Data for processing:
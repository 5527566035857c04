//! Flow Store Integration Tests
//!
//! Exercises the store against a real temporary documents root:
//! - flow creation naming and default documents
//! - rename success and rejected renames
//! - node configuration round-trips and failed lookups
//! - deletion, junk filtering and concurrent writes
//! - watch-driven listing refresh

use std::path::Path;
use std::sync::Arc;
use std::time::Duration;

use flowdeck_core::{
    json_to_toml, ErrorKind, FlowDocument, FlowLayout, SettingsDocument, FLOW_FILE, SETTINGS_FILE,
};
use flowdeck_store::{FlowStore, RenameStrategy};
use serde_json::json;
use tempfile::{tempdir, TempDir};
use toml::Value;

/// Create a store rooted in a fresh temp directory
fn create_test_store() -> (FlowStore, TempDir) {
    let dir = tempdir().unwrap();
    let store = FlowStore::new(FlowLayout::new(dir.path()));
    (store, dir)
}

/// Append nodes to a flow's metadata document
fn add_nodes(store: &FlowStore, flow: &str, ids: &[&str]) {
    let path = store.layout().flow_file(flow);
    let mut text = std::fs::read_to_string(&path).unwrap();
    for id in ids {
        text.push_str(&format!(
            "\n[[nodes]]\nid = \"{}\"\ntype = \"pythonNode\"\n\n[nodes.data]\ntitle = \"Python\"\n",
            id
        ));
    }
    std::fs::write(&path, text).unwrap();
}

fn dir_names(path: &Path) -> Vec<String> {
    let mut names: Vec<String> = std::fs::read_dir(path)
        .unwrap()
        .map(|e| e.unwrap().file_name().to_string_lossy().to_string())
        .collect();
    names.sort();
    names
}

// ============================================================================
// Creation
// ============================================================================

#[tokio::test]
async fn test_create_flow_names_from_count() {
    let (store, _dir) = create_test_store();

    for expected in ["Flow 1", "Flow 2", "Flow 3"] {
        let meta = store.create_flow().await.unwrap();
        assert_eq!(meta.name, expected);
    }

    let names: Vec<_> = store.flows().into_iter().map(|f| f.name).collect();
    assert_eq!(names, vec!["Flow 1", "Flow 2", "Flow 3"]);
}

#[tokio::test]
async fn test_create_flow_writes_two_default_documents() {
    let (store, _dir) = create_test_store();
    let meta = store.create_flow().await.unwrap();

    let flow_dir = store.layout().flow_dir("Flow 1");
    assert_eq!(dir_names(&flow_dir), vec![FLOW_FILE, SETTINGS_FILE]);

    let text = std::fs::read_to_string(store.layout().flow_file("Flow 1")).unwrap();
    let doc = FlowDocument::parse("Flow 1", "flow.toml", &text).unwrap();
    let stored = doc.metadata().unwrap();
    assert_eq!(stored, meta);
    assert_eq!(stored.version, "0.0.1");
    assert_eq!(stored.author, "Your Name <your.email@example.com>");
    assert_eq!(stored.description, "Description of your flow");
    assert!(uuid::Uuid::parse_str(&stored.id).is_ok());

    let settings = store.read_settings("Flow 1").await.unwrap();
    assert_eq!(settings, SettingsDocument::default());
}

#[tokio::test]
async fn test_create_flow_ids_are_unique() {
    let (store, _dir) = create_test_store();
    let a = store.create_flow().await.unwrap();
    let b = store.create_flow().await.unwrap();
    assert_ne!(a.id, b.id);
}

#[tokio::test]
async fn test_create_uses_configured_author() {
    let dir = tempdir().unwrap();
    let store = FlowStore::with_author(FlowLayout::new(dir.path()), "Ada <ada@example.com>");
    let meta = store.create_flow().await.unwrap();
    assert_eq!(store.read_metadata(&meta.name).await.unwrap().author, "Ada <ada@example.com>");
}

// ============================================================================
// Rename
// ============================================================================

#[tokio::test]
async fn test_rename_moves_identical_documents() {
    let (store, _dir) = create_test_store();
    store.create_flow().await.unwrap();
    add_nodes(&store, "Flow 1", &["n1"]);

    let flow_before = std::fs::read(store.layout().flow_file("Flow 1")).unwrap();
    let settings_before = std::fs::read(store.layout().settings_file("Flow 1")).unwrap();

    let strategy = store.rename_flow("Flow 1", "Renamed").await.unwrap();
    assert_eq!(strategy, RenameStrategy::Atomic);

    assert!(!store.layout().flow_dir("Flow 1").exists());
    assert_eq!(std::fs::read(store.layout().flow_file("Renamed")).unwrap(), flow_before);
    assert_eq!(
        std::fs::read(store.layout().settings_file("Renamed")).unwrap(),
        settings_before
    );

    let names: Vec<_> = store.flows().into_iter().map(|f| f.name).collect();
    assert_eq!(names, vec!["Renamed"]);
}

#[tokio::test]
async fn test_rename_with_missing_document_changes_nothing() {
    let (store, dir) = create_test_store();
    store.create_flow().await.unwrap();
    std::fs::remove_file(store.layout().settings_file("Flow 1")).unwrap();

    let err = store.rename_flow("Flow 1", "Renamed").await.unwrap_err();
    assert_eq!(err.kind(), ErrorKind::NotFound);

    assert_eq!(dir_names(&dir.path().join("flows")), vec!["Flow 1"]);
    assert_eq!(dir_names(&store.layout().flow_dir("Flow 1")), vec![FLOW_FILE]);
}

#[tokio::test]
async fn test_rename_to_same_name_is_rejected() {
    let (store, _dir) = create_test_store();
    store.create_flow().await.unwrap();

    let err = store.rename_flow("Flow 1", "Flow 1").await.unwrap_err();
    assert_eq!(err.kind(), ErrorKind::InvalidInput);
    assert!(store.layout().flow_file("Flow 1").exists());
}

#[tokio::test]
async fn test_rename_rejects_path_names() {
    let (store, _dir) = create_test_store();
    store.create_flow().await.unwrap();

    let err = store.rename_flow("Flow 1", "../escape").await.unwrap_err();
    assert_eq!(err.kind(), ErrorKind::InvalidInput);
}

// ============================================================================
// Node configuration
// ============================================================================

#[tokio::test]
async fn test_write_then_read_node_config() {
    let (store, _dir) = create_test_store();
    store.create_flow().await.unwrap();
    add_nodes(&store, "Flow 1", &["n1", "n2"]);

    let data = json_to_toml(json!({
        "title": "Summarize",
        "code": "print('hi')",
        "inputs": ["a", "b"],
        "limits": {"timeout": 30}
    }))
    .unwrap();
    store.write_node_config("Flow 1", "n1", data.clone()).await.unwrap();

    let node = store.read_node_config("Flow 1", "n1").await.unwrap();
    assert_eq!(node["data"], data);
    assert_eq!(node["type"].as_str(), Some("pythonNode"));

    // Untouched neighbour
    let other = store.read_node_config("Flow 1", "n2").await.unwrap();
    assert_eq!(other["data"]["title"].as_str(), Some("Python"));

    // Metadata survives the rewrite
    assert_eq!(store.read_metadata("Flow 1").await.unwrap().name, "Flow 1");
}

#[tokio::test]
async fn test_absent_node_fails_without_mutation() {
    let (store, _dir) = create_test_store();
    store.create_flow().await.unwrap();
    add_nodes(&store, "Flow 1", &["n1"]);
    let before = std::fs::read(store.layout().flow_file("Flow 1")).unwrap();

    let read_err = store.read_node_config("Flow 1", "ghost").await.unwrap_err();
    assert_eq!(read_err.kind(), ErrorKind::NotFound);

    let write_err = store
        .write_node_config("Flow 1", "ghost", Value::String("x".into()))
        .await
        .unwrap_err();
    assert_eq!(write_err.kind(), ErrorKind::NotFound);

    assert_eq!(std::fs::read(store.layout().flow_file("Flow 1")).unwrap(), before);
}

#[tokio::test]
async fn test_node_config_preconditions() {
    let (store, _dir) = create_test_store();
    store.create_flow().await.unwrap();

    // Fresh flows have no nodes list
    let err = store.read_node_config("Flow 1", "n1").await.unwrap_err();
    assert_eq!(err.kind(), ErrorKind::NotFound);

    // Missing flow
    let err = store.read_node_config("Nope", "n1").await.unwrap_err();
    assert_eq!(err.kind(), ErrorKind::NotFound);

    // Empty node id
    add_nodes(&store, "Flow 1", &["n1"]);
    let err = store.read_node_config("Flow 1", "").await.unwrap_err();
    assert_eq!(err.kind(), ErrorKind::InvalidInput);
}

#[tokio::test]
async fn test_duplicate_node_ids_fail_loudly() {
    let (store, _dir) = create_test_store();
    store.create_flow().await.unwrap();
    add_nodes(&store, "Flow 1", &["twin", "twin"]);
    let before = std::fs::read(store.layout().flow_file("Flow 1")).unwrap();

    let err = store.read_node_config("Flow 1", "twin").await.unwrap_err();
    assert_eq!(err.kind(), ErrorKind::DuplicateNodeId);

    let err = store
        .write_node_config("Flow 1", "twin", Value::Boolean(true))
        .await
        .unwrap_err();
    assert_eq!(err.kind(), ErrorKind::DuplicateNodeId);
    assert_eq!(std::fs::read(store.layout().flow_file("Flow 1")).unwrap(), before);
}

#[tokio::test]
async fn test_malformed_document_is_reported() {
    let (store, _dir) = create_test_store();
    store.create_flow().await.unwrap();
    std::fs::write(store.layout().flow_file("Flow 1"), "[flow\nname = ").unwrap();

    let err = store.read_node_config("Flow 1", "n1").await.unwrap_err();
    assert_eq!(err.kind(), ErrorKind::Malformed);
}

#[tokio::test]
async fn test_concurrent_writes_keep_document_parseable() {
    let (store, _dir) = create_test_store();
    store.create_flow().await.unwrap();
    add_nodes(&store, "Flow 1", &["n1"]);
    let store = Arc::new(store);

    let mut tasks = Vec::new();
    for i in 0..16 {
        let store = Arc::clone(&store);
        tasks.push(tokio::spawn(async move {
            let data = json_to_toml(json!({"title": "Python", "run": i})).unwrap();
            store.write_node_config("Flow 1", "n1", data).await
        }));
    }
    for task in tasks {
        task.await.unwrap().unwrap();
    }

    let node = store.read_node_config("Flow 1", "n1").await.unwrap();
    let run = node["data"]["run"].as_integer().unwrap();
    assert!((0..16).contains(&run));

    let text = std::fs::read_to_string(store.layout().flow_file("Flow 1")).unwrap();
    assert!(FlowDocument::parse("Flow 1", "flow.toml", &text).is_ok());
}

// ============================================================================
// Delete & enumeration
// ============================================================================

#[tokio::test]
async fn test_delete_removes_subtree() {
    let (store, _dir) = create_test_store();
    store.create_flow().await.unwrap();
    store.create_flow().await.unwrap();
    std::fs::create_dir_all(store.layout().flow_dir("Flow 1").join("assets/deep")).unwrap();

    store.delete_flow("Flow 1").await.unwrap();

    assert!(!store.layout().flow_dir("Flow 1").exists());
    let names: Vec<_> = store.refresh().await.unwrap().into_iter().map(|f| f.name).collect();
    assert_eq!(names, vec!["Flow 2"]);
}

#[tokio::test]
async fn test_delete_missing_flow() {
    let (store, _dir) = create_test_store();
    let err = store.delete_flow("Flow 9").await.unwrap_err();
    assert_eq!(err.kind(), ErrorKind::NotFound);
}

#[tokio::test]
async fn test_enumeration_filters_housekeeping_entries() {
    let (store, dir) = create_test_store();
    store.create_flow().await.unwrap();

    let flows = dir.path().join("flows");
    std::fs::write(flows.join(".DS_Store"), "junk").unwrap();
    std::fs::write(flows.join("Flow 1").join(".DS_Store"), "junk").unwrap();
    std::fs::write(flows.join("Flow 1").join("Thumbs.db"), "junk").unwrap();

    let listing = store.refresh().await.unwrap();
    assert_eq!(listing.len(), 1);
    for child in &listing[0].children {
        let name = child.file_name().unwrap().to_string_lossy();
        assert!(name != ".DS_Store" && name != "Thumbs.db", "junk leaked: {}", name);
    }
}

// ============================================================================
// Graph persistence
// ============================================================================

#[tokio::test]
async fn test_save_graph_round_trip() {
    let (store, _dir) = create_test_store();
    store.create_flow().await.unwrap();
    add_nodes(&store, "Flow 1", &["a", "b"]);

    let mut graph = store.load_graph("Flow 1").await.unwrap();
    assert_eq!(graph.nodes.len(), 2);
    assert!(graph.edges.is_empty());

    graph.edges.push(flowdeck_core::GraphEdge::new("a", "b"));
    store.save_graph("Flow 1", &graph).await.unwrap();

    assert_eq!(store.load_graph("Flow 1").await.unwrap(), graph);
    assert_eq!(store.read_metadata("Flow 1").await.unwrap().name, "Flow 1");
}

// ============================================================================
// Watch
// ============================================================================

#[tokio::test]
async fn test_external_change_refreshes_listing() {
    let dir = tempdir().unwrap();
    let store = Arc::new(FlowStore::new(FlowLayout::new(dir.path())));
    store.create_flow().await.unwrap();

    let (handle, mut batches) = store.watch(Duration::from_millis(20)).await.unwrap();
    let mut listing = store.subscribe();
    listing.borrow_and_update();

    // Another process adds a flow behind our back
    let external = store.layout().flow_dir("External");
    std::fs::create_dir_all(&external).unwrap();
    std::fs::write(external.join(FLOW_FILE), "[flow]\nname = \"External\"\n").unwrap();

    tokio::time::timeout(Duration::from_secs(5), batches.recv())
        .await
        .expect("no change batch")
        .expect("watch ended");

    let names: Vec<_> = listing.borrow_and_update().iter().map(|f| f.name.clone()).collect();
    assert!(names.contains(&"External".to_string()));

    handle.stop().await;
}

#[tokio::test]
async fn test_changes_within_one_tick_arrive_as_one_batch() {
    let dir = tempdir().unwrap();
    let store = Arc::new(FlowStore::new(FlowLayout::new(dir.path().join("docs"))));
    store.create_flow().await.unwrap();

    // Prepare a whole flow outside the root so it appears with a single rename
    let staging = dir.path().join("staging");
    std::fs::create_dir_all(&staging).unwrap();
    std::fs::write(staging.join(FLOW_FILE), "[flow]\nname = \"Staged\"\n").unwrap();
    std::fs::write(staging.join(SETTINGS_FILE), "[settings]\n").unwrap();
    std::fs::write(staging.join("notes.md"), "draft").unwrap();

    let poll = Duration::from_millis(100);
    let (handle, mut batches) = store.watch(poll).await.unwrap();
    let mut listing = store.subscribe();
    listing.borrow_and_update();

    std::fs::rename(&staging, store.layout().flow_dir("Staged")).unwrap();

    let first = tokio::time::timeout(Duration::from_secs(5), batches.recv())
        .await
        .expect("no change batch")
        .expect("watch ended");
    let staged: Vec<_> = first
        .iter()
        .filter(|e| e.path.to_string_lossy().contains("Staged"))
        .map(|e| e.path.file_name().unwrap().to_string_lossy().into_owned())
        .collect();
    for name in ["Staged", FLOW_FILE, SETTINGS_FILE, "notes.md"] {
        assert!(staged.iter().any(|n| n == name), "{} missing from {:?}", name, staged);
    }

    // The batch was preceded by exactly one refresh
    assert!(listing.has_changed().unwrap());
    let names: Vec<_> = listing.borrow_and_update().iter().map(|f| f.name.clone()).collect();
    assert_eq!(names, vec!["Flow 1".to_string(), "Staged".to_string()]);

    // Nothing about the new flow is reported again
    let mut later = Vec::new();
    while let Ok(Some(batch)) = tokio::time::timeout(poll * 4, batches.recv()).await {
        later.extend(batch);
    }
    assert!(later.iter().all(|e| !e.path.to_string_lossy().contains("Staged")));
    assert_eq!(listing.has_changed().unwrap(), !later.is_empty());

    handle.stop().await;
}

How to complete this task:
Look for the word "Renamed" in the records above, count the lines that hold it, and give only that number.

Response:
5